[Dataset content Boundary: Start]

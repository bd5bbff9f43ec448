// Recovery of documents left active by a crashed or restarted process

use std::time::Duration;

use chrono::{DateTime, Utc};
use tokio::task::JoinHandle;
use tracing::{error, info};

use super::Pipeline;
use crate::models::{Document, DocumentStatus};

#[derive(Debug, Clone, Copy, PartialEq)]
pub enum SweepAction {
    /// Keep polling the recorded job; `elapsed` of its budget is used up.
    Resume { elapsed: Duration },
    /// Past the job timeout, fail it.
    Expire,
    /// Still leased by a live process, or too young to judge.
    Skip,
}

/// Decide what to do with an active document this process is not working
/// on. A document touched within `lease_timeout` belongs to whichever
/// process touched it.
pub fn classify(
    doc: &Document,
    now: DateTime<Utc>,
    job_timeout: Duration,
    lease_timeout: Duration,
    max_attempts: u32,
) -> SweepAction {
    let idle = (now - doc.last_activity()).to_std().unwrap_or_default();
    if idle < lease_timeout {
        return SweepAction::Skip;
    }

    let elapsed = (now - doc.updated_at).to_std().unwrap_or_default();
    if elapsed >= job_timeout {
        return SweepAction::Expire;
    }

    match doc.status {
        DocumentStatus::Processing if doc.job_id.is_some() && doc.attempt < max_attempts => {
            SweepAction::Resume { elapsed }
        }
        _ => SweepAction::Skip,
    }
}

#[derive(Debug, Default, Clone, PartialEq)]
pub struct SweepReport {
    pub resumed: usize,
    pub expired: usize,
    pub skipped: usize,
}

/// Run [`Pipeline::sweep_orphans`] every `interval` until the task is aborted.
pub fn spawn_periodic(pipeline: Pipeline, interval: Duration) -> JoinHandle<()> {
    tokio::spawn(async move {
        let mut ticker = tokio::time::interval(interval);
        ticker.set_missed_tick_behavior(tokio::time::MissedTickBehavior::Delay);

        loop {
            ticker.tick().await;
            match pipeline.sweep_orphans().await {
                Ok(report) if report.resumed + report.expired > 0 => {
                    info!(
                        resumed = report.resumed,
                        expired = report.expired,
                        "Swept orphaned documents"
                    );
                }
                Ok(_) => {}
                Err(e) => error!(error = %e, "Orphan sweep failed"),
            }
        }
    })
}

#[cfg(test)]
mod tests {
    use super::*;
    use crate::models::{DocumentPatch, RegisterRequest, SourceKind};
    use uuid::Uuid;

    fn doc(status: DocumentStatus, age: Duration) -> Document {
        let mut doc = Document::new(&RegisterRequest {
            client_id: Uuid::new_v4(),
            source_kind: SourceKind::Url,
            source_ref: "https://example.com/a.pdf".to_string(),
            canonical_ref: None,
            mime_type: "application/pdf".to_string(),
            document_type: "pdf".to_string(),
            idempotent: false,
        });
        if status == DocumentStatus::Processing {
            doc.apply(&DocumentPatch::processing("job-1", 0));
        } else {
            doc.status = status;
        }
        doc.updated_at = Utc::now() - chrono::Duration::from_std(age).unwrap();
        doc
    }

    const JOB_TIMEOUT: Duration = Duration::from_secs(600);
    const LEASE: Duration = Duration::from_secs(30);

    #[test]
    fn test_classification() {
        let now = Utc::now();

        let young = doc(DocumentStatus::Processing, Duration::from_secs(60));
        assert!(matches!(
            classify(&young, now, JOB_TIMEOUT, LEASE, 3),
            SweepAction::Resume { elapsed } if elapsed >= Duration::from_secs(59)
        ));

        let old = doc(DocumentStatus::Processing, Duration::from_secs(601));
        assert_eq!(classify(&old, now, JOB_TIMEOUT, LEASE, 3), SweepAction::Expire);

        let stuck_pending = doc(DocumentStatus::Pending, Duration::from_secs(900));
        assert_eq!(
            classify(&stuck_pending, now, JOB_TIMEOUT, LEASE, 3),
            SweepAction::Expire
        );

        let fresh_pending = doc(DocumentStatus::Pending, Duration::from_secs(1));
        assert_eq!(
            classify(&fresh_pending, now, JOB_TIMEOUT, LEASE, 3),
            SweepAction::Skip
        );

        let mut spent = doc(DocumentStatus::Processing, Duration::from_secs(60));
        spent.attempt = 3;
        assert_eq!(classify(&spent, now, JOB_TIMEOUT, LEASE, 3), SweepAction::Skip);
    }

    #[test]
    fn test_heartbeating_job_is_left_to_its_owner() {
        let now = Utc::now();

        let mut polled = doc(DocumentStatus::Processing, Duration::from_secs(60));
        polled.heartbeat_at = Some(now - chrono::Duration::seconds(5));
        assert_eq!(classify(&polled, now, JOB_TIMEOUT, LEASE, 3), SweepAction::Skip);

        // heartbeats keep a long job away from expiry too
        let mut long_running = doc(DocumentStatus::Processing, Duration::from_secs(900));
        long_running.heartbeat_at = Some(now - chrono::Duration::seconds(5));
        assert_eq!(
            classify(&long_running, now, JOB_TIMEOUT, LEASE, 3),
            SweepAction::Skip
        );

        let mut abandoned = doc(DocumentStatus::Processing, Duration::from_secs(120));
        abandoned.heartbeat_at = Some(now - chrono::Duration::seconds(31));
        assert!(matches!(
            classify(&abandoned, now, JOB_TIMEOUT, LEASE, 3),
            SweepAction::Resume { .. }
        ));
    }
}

[Dataset content Boundary: End]

• [Problem details]:
All of the material above needs to be transcribed verbatim.

• [Result for this task]:
repository bd5bbff9f43ec448
// Recovery of documents left active by a crashed or restarted process

use std::time::Duration;

use chrono::{DateTime, Utc};
use tokio::task::JoinHandle;
use tracing::{error, info};

use super::Pipeline;
use crate::models::{Document, DocumentStatus};

#[derive(Debug, Clone, Copy, PartialEq)]
pub enum SweepAction {
    /// Keep polling the recorded job; `elapsed` of its budget is used up.
    Resume { elapsed: Duration },
    /// Past the job timeout, fail it.
    Expire,
    /// Still leased by a live process, or too young to judge.
    Skip,
}

/// Decide what to do with an active document this process is not working
/// on. A document touched within `lease_timeout` belongs to whichever
/// process touched it.
pub fn classify(
    doc: &Document,
    now: DateTime<Utc>,
    job_timeout: Duration,
    lease_timeout: Duration,
    max_attempts: u32,
) -> SweepAction {
    let idle = (now - doc.last_activity()).to_std().unwrap_or_default();
    if idle < lease_timeout {
        return SweepAction::Skip;
    }

    let elapsed = (now - doc.updated_at).to_std().unwrap_or_default();
    if elapsed >= job_timeout {
        return SweepAction::Expire;
    }

    match doc.status {
        DocumentStatus::Processing if doc.job_id.is_some() && doc.attempt < max_attempts => {
            SweepAction::Resume { elapsed }
        }
        _ => SweepAction::Skip,
    }
}

#[derive(Debug, Default, Clone, PartialEq)]
pub struct SweepReport {
    pub resumed: usize,
    pub expired: usize,
    pub skipped: usize,
}

/// Run [`Pipeline::sweep_orphans`] every `interval` until the task is aborted.
pub fn spawn_periodic(pipeline: Pipeline, interval: Duration) -> JoinHandle<()> {
    tokio::spawn(async move {
        let mut ticker = tokio::time::interval(interval);
        ticker.set_missed_tick_behavior(tokio::time::MissedTickBehavior::Delay);

        loop {
            ticker.tick().await;
            match pipeline.sweep_orphans().await {
                Ok(report) if report.resumed + report.expired > 0 => {
                    info!(
                        resumed = report.resumed,
                        expired = report.expired,
                        "Swept orphaned documents"
                    );
                }
                Ok(_) => {}
                Err(e) => error!(error = %e, "Orphan sweep failed"),
            }
        }
    })
}

#[cfg(test)]
mod tests {
    use super::*;
    use crate::models::{DocumentPatch, RegisterRequest, SourceKind};
    use uuid::Uuid;

    fn doc(status: DocumentStatus, age: Duration) -> Document {
        let mut doc = Document::new(&RegisterRequest {
            client_id: Uuid::new_v4(),
            source_kind: SourceKind::Url,
            source_ref: "https://example.com/a.pdf".to_string(),
            canonical_ref: None,
            mime_type: "application/pdf".to_string(),
            document_type: "pdf".to_string(),
            idempotent: false,
        });
        if status == DocumentStatus::Processing {
            doc.apply(&DocumentPatch::processing("job-1", 0));
        } else {
            doc.status = status;
        }
        doc.updated_at = Utc::now() - chrono::Duration::from_std(age).unwrap();
        doc
    }

    const JOB_TIMEOUT: Duration = Duration::from_secs(600);
    const LEASE: Duration = Duration::from_secs(30);

    #[test]
    fn test_classification() {
        let now = Utc::now();

        let young = doc(DocumentStatus::Processing, Duration::from_secs(60));
        assert!(matches!(
            classify(&young, now, JOB_TIMEOUT, LEASE, 3),
            SweepAction::Resume { elapsed } if elapsed >= Duration::from_secs(59)
        ));

        let old = doc(DocumentStatus::Processing, Duration::from_secs(601));
        assert_eq!(classify(&old, now, JOB_TIMEOUT, LEASE, 3), SweepAction::Expire);

        let stuck_pending = doc(DocumentStatus::Pending, Duration::from_secs(900));
        assert_eq!(
            classify(&stuck_pending, now, JOB_TIMEOUT, LEASE, 3),
            SweepAction::Expire
        );

        let fresh_pending = doc(DocumentStatus::Pending, Duration::from_secs(1));
        assert_eq!(
            classify(&fresh_pending, now, JOB_TIMEOUT, LEASE, 3),
            SweepAction::Skip
        );

        let mut spent = doc(DocumentStatus::Processing, Duration::from_secs(60));
        spent.attempt = 3;
        assert_eq!(classify(&spent, now, JOB_TIMEOUT, LEASE, 3), SweepAction::Skip);
    }

    #[test]
    fn test_heartbeating_job_is_left_to_its_owner() {
        let now = Utc::now();

        let mut polled = doc(DocumentStatus::Processing, Duration::from_secs(60));
        polled.heartbeat_at = Some(now - chrono::Duration::seconds(5));
        assert_eq!(classify(&polled, now, JOB_TIMEOUT, LEASE, 3), SweepAction::Skip);

        // heartbeats keep a long job away from expiry too
        let mut long_running = doc(DocumentStatus::Processing, Duration::from_secs(900));
        long_running.heartbeat_at = Some(now - chrono::Duration::seconds(5));
        assert_eq!(
            classify(&long_running, now, JOB_TIMEOUT, LEASE, 3),
            SweepAction::Skip
        );

        let mut abandoned = doc(DocumentStatus::Processing, Duration::from_secs(120));
        abandoned.heartbeat_at = Some(now - chrono::Duration::seconds(31));
        assert!(matches!(
            classify(&abandoned, now, JOB_TIMEOUT, LEASE, 3),
            SweepAction::Resume { .. }
        ));
    }
}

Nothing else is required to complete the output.